Neither the Premiums nor the Centuras are better than the other. The only difference is that the Premiums are high capacity and the Centuras are LSD. So if you intend to use your light all in one straight shot (like for work), the Premiums are better. But if you intend to use the light a little at a time and want it to be ready to go at any time, the Centuras are a better bet.



darkknightlight said:


> Be careful using alkalines with those bulbs; the low bulb pulls 2 amps and the hi bulb pulls 4.5.



Based on my experience, with alkaline batteries, you get about the same brightness from the Mag 6D Xenon, the 3854L, and the 3854H.


----------



## darkknightlight (Feb 4, 2013)

StorminMatt said:


> Based on my experience, with alkaline batteries, you get about the same brightness from the Mag 6D Xenon, the 3854L, and the 3854H.



Yikes! So the alkalines really won't even go above about an amp of current draw; how long did you try running the light on them? 
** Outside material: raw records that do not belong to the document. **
use std::path::PathBuf;
use structopt::StructOpt;
use portrait_stylize::{self as ps, Error, ImageSource, Segmenter};

#[derive(StructOpt)]
#[structopt(rename_all = "kebab-case")]
pub(crate) struct Args {
    /// Write the mask as white on black instead of as an alpha mask
    #[structopt(long)]
    luma: bool,
    /// The photo to segment
    #[structopt(parse(from_os_str))]
    photo: PathBuf,
}

pub(crate) fn cmd(args: &Args, global_opts: &crate::Opt) -> Result<(), Error> {
    let photo = ps::load_image(ImageSource::from_path(&args.photo), global_opts.max_size)?;

    let mut segmenter = global_opts.models.segmenter()?;
    let mut mask = segmenter.segment(&photo)?;

    if global_opts.invert {
        mask = mask.invert();
    }

    tracing::info!(
        coverage = mask.coverage(),
        "segmented '{}'",
        args.photo.display()
    );

    let img = if args.luma {
        ps::image::DynamicImage::ImageLuma8(mask.to_luma_image())
    } else {
        ps::image::DynamicImage::ImageRgba8(mask.to_alpha_image())
    };

    crate::write_output(img, global_opts)
}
Sent from my DROID RAZR using Tapatalk 2


----------



## StorminMatt (Feb 4, 2013)

Alkaline batteries can deliver more than an amp. They just can't produce any kind of voltage while doing so. That's why they're said to only be good for an amp. Above an amp, the voltage drops so low that they're useless. As for running the light on alkalines, I didn't do it for long. There wasn't any point. Let's just say that, when I actually got my Centuras, it was quite a revelation!
am


----------



## EscapeVelocity (Feb 4, 2013)

Update:

So I tried the 3854 Low Bulb in the 5D Mag with Alkalines and it was about the same brightness as the Xenon Bulb that is in there now. I then put it in the 6C Mag with Alkalines and I thought I blew it, because it immediately dimmed to almost zero output before I quickly turned it off. But I put it back in the 5D and it worked as before. I just think the 6C batteries might be somewhat used as I dont know the state they are in. Ill have to put them on the battery checker that I have. 

Today, I picked up Rayovac 30 Lumen 2 Cell and 40 Lumen 3-6 Cell LED PR Upgrade Bulbs (1 each) from Walmart. They would seem to be clones of the Dorcy offerings, but not sure. Ill try them out tonight. Walmart had an very large selection of Lanterns, propane, florescent, LED, and kerosene oil. They also have a very, very nice section of Outdoor Products gear! Ill be talking about the Lanterns in the Lantern forum.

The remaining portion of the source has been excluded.